I HAD that bloke from “Corrieover for dinner last night. The dodgy businessman with the cockney accent. A few weeks before, I cooked a steak for the woman who does that property programme. You know the one. And I had the cast of Grange Hill (1986 vintage) round for Christmas lunch.

My girlfriend can’t understand why I bother. She doesn’t see the point of any of them. She says I should stop wasting my time entertaining low-rent celebs and should stick to reading improving books.

What do you think? That they’re a bit infra dig? Well, I couldn’t care less. If I want to have them over to my pad, I will. So they’re not Nobel prizewinners. Live with it, snob features.

To those of us who marvel at the infinite capacity of the British Establishment’s capacity for snobbery, the reaction to the revelation that Tony and Cherie Blair have had some pop stars, some soap actors and — ooh, the sheer ghastliness of it — Richard and Judy over to Chequers for dinner has been a treat.
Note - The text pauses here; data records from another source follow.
impl<'a> Executor<'a> {
    pub fn run(&self, plan: &MigrationPlan) -> Result<ExecutionOutcome, ReshelfError> {
        let mut outcome = ExecutionOutcome::default();
        for (idx, action) in plan.actions.iter().enumerate() {
            let mut record = ExecutionRecord::new(idx + 1, action);
            self.log(&record)?;
            if self.dry_run {
                outcome.records.push(record);
                continue;
            }

            let mut undo = UndoLog::default();
            let label = action.to_string();
            let failure = match self.apply(action, &mut undo) {
                Ok(applied) => {
                    record.rewrites = applied.rewrites;
                    record.merge_report = applied.merge_report;
                    record.manifest_entries = applied.manifest_entries;
                    self.settle(&mut record, &label).err()
                }
                Err(e) => Some(e),
            };

            let Some(err) = failure else {
                outcome.records.push(record);
                continue;
            };
            // The undo log is replayed before anything else can fail.
            let rolled_back = self.rollback(undo);
            record.cause = Some(err.record(Some(&label)));
            record.manifest_entries.clear();
            record.transition(ActionStatus::Failed)?;
            self.log(&record)?;
            match rolled_back {
                Ok(()) => {
                    record.transition(ActionStatus::RolledBack)?;
                    self.log(&record)?;
                    outcome.failure = record.cause.clone();
                }
                Err(rollback_err) => {
                    let fatal = rollback_err.record(Some(&label));
                    self.journal.record(
                        "action.rollback_failed",
                        serde_json::json!({ "seq": record.seq, "failure": fatal }),
                    )?;
                    outcome.failure = Some(fatal);
                }
            }
            outcome.records.push(record);
            break;
        }
        Ok(outcome)
    }

    /// Journal the applied action, run the verifier and mark it verified.
    /// Any error leaves the record `Pending` or `Applied` so it can fail.
    fn settle(&self, record: &mut ExecutionRecord, label: &str) -> Result<(), ReshelfError> {
        record.transition(ActionStatus::Applied)?;
        self.log(record)?;
        let v = self.verifier.verify(&self.store.root, self.cancel)?;
        let passed = v.passed;
        let cause = v.cause();
        record.verifier_output = Some(v.output);
        if !passed {
            return Err(ReshelfError::VerificationFailed {
                action: label.to_string(),
                cause,
            });
        }
        self.log_as(record, ActionStatus::Verified)?;
        record.transition(ActionStatus::Verified)
    }

    fn log(&self, record: &ExecutionRecord) -> Result<(), ReshelfError> {
        self.log_as(record, record.status)
    }

    fn log_as(&self, record: &ExecutionRecord, status: ActionStatus) -> Result<(), ReshelfError> {
        self.journal.record(
            &format!("action.{}", status.as_str()),
            serde_json::json!({
                "seq": record.seq,
                "action": record.action.to_string(),
                "cause": record.cause,
            }),
        )
    }

    fn exists(&self) -> impl Fn(&str) -> bool + '_ {
        move |p: &str| self.store.abs(p).is_file()
    }

    /// Create missing parent directories of `rel`, remembering which ones.
    fn ensure_parent(&self, rel: &str, undo: &mut UndoLog) -> Result<(), ReshelfError> {
        let mut missing = Vec::new();
        let mut dir = paths::parent_dir(rel);
        while !dir.is_empty() && !self.store.abs(dir).exists() {
            missing.push(dir.to_string());
            dir = paths::parent_dir(dir);
        }
        for d in missing.iter().rev() {
            fs::create_dir(self.store.abs(d))?;
            undo.created_dirs.push(d.clone());
        }
        Ok(())
    }

    fn retarget_file(
        &self,
        file: &str,
        old_target: &str,
        new_target: &str,
        applied: &mut Applied,
    ) -> Result<(), ReshelfError> {
        let abs = self.store.abs(file);
        let bytes = fs::read(&abs).map_err(|e| {
            ReshelfError::NotFound(format!("referrer {} unreadable: {}", file, e))
        })?;
        let Ok(content) = String::from_utf8(bytes) else {
            return Ok(());
        };
        let exists = self.exists();
        if let Some((updated, edits)) =
            refgraph::retarget(&content, file, old_target, new_target, &exists)
        {
            fs::write(&abs, updated)?;
            applied.add_edits(file, edits);
        }
        Ok(())
    }

    fn archive_slot(
        &self,
        slot: &ArchiveSlot,
        reason: &str,
        undo: &mut UndoLog,
    ) -> Result<Option<ManifestEntry>, ReshelfError> {
        let src_abs = self.store.abs(&slot.src);
        let bytes = fs::read(&src_abs)?;
        let content_hash = hash_bytes(&bytes);
        undo.snapshot(self.store, &slot.src)?;

        if slot.reused {
            let kept = fs::read(self.store.abs(&slot.archive_dst))
                .ok()
                .map(|b| hash_bytes(&b));
            if content_hash != slot.content_hash || kept.as_deref() != Some(content_hash.as_str())
            {
                return Err(ReshelfError::ArchiveCollision(format!(
                    "{} no longer matches the archived copy at {}",
                    slot.src, slot.archive_dst
                )));
            }
            fs::remove_file(&src_abs)?;
            return Ok(None);
        }

        if self.store.abs(&slot.archive_dst).exists() {
            return Err(ReshelfError::ArchiveCollision(format!(
                "{} already exists",
                slot.archive_dst
            )));
        }
        undo.snapshot(self.store, &slot.archive_dst)?;
        self.ensure_parent(&slot.archive_dst, undo)?;
        fs::rename(&src_abs, self.store.abs(&slot.archive_dst))?;
        Ok(Some(ManifestEntry {
            timestamp: time::now_epoch_z(),
            original_path: slot.src.clone(),
            archive_path: slot.archive_dst.clone(),
            content_hash,
            reason: reason.to_string(),
        }))
    }

    fn apply(&self, action: &MigrationAction, undo: &mut UndoLog) -> Result<Applied, ReshelfError> {
        let mut applied = Applied::default();
        for file in &action.rewrites().files {
            undo.snapshot(self.store, file)?;
        }
        match action {
            MigrationAction::Move { src, dst, rewrites } => {
                if self.store.abs(dst).exists() {
                    return Err(ReshelfError::PlanConflict(format!("{} already exists", dst)));
                }
                undo.snapshot(self.store, src)?;
                undo.snapshot(self.store, dst)?;
                self.ensure_parent(dst, undo)?;
                let method = self.vcs.move_path(src, dst)?;
                undo.moves.push((src.clone(), dst.clone(), method));

                let dst_abs = self.store.abs(dst);
                if let Ok(content) = fs::read_to_string(&dst_abs) {
                    let exists = self.exists();
                    if let Some((updated, edits)) = refgraph::relink(&content, src, dst, &exists) {
                        fs::write(&dst_abs, updated)?;
                        applied.add_edits(dst, edits);
                    }
                }
                for file in &rewrites.files {
                    self.retarget_file(file, src, dst, &mut applied)?;
                }
            }
            MigrationAction::Merge {
                srcs,
                dst,
                archived,
                rewrites,
            } => {
                undo.snapshot(self.store, dst)?;
                let target = fs::read_to_string(self.store.abs(dst))?;
                let mut sources = Vec::with_capacity(srcs.len());
                for s in srcs {
                    let text = fs::read_to_string(self.store.abs(s)).map_err(|e| {
                        ReshelfError::ValidationError(format!("cannot merge {}: {}", s, e))
                    })?;
                    sources.push((s.clone(), text));
                }
                let (merged, report) = merge::merge_contents(dst, &target, &sources);
                if merged != target {
                    fs::write(self.store.abs(dst), merged)?;
                }
                applied.merge_report = Some(report);
                for file in &rewrites.files {
                    for s in srcs {
                        self.retarget_file(file, s, dst, &mut applied)?;
                    }
                }
                let reason = format!("merged into {}", dst);
                for slot in archived {
                    if let Some(entry) = self.archive_slot(slot, &reason, undo)? {
                        applied.manifest_entries.push(entry);
                    }
                }
            }
            MigrationAction::Archive { slot, rewrites }
            | MigrationAction::Delete { slot, rewrites } => {
                if let Some(entry) = self.archive_slot(slot, action.op(), undo)? {
                    applied.manifest_entries.push(entry);
                }
                for file in &rewrites.files {
                    self.retarget_file(file, &slot.src, &slot.archive_dst, &mut applied)?;
                }
            }
        }
        Ok(applied)
    }

    fn rollback(&self, undo: UndoLog) -> Result<(), ReshelfError> {
        let mut problems = Vec::new();
        for (src, dst, method) in undo.moves.iter().rev() {
            if let Err(e) = self.vcs.undo_move(src, dst, *method) {
                problems.push(format!("move {} back to {}: {}", dst, src, e));
            }
        }
        for (rel, bytes) in &undo.snapshots {
            let abs = self.store.abs(rel);
            let result = match bytes {
                Some(b) => abs
                    .parent()
                    .map(fs::create_dir_all)
                    .transpose()
                    .and_then(|_| fs::write(&abs, b)),
                None if abs.exists() => fs::remove_file(&abs),
                None => Ok(()),
            };
            if let Err(e) = result {
                problems.push(format!("restore {}: {}", rel, e));
            }
        }
        for dir in undo.created_dirs.iter().rev() {
            match fs::remove_dir(self.store.abs(dir)) {
                Ok(()) => {}
                Err(e)
                    if matches!(
                        e.kind(),
                        io::ErrorKind::NotFound | io::ErrorKind::DirectoryNotEmpty
                    ) => {}
                Err(e) => problems.push(format!("remove {}: {}", dir, e)),
            }
        }
        if problems.is_empty() {
            Ok(())
        } else {
            Err(ReshelfError::RollbackFailed {
                action: "rollback".to_string(),
                cause: problems.join("; "),
            })
        }
    }
}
Writing yesterday in the Daily Mail, for instance, Sir Roy Strong wailed at the Blairs’ “monument to populism . . .The idea of inviting Harold Pinter or Dame Antonia Byatt . . . would paralyse them”.

Cripes. Sir Roy must really loathe the Prime Minister. I’m not sure it would be fair to inflict Mr Pinter even on Saddam, the man he was wonted to leave in power. The truth behind the criticisms has nothing to do with the quality or otherwise of guests such as Sting, Dawn French and Sir Elton John. What this is really about is that Sir Roy and his ilk simply can’t stand the fact that the Blairs are not content to keep Chequers as the preserve of a charmed few, and clearly believe that they should spread their hospitality beyond a few pompous former museum directors and foreign dignitaries.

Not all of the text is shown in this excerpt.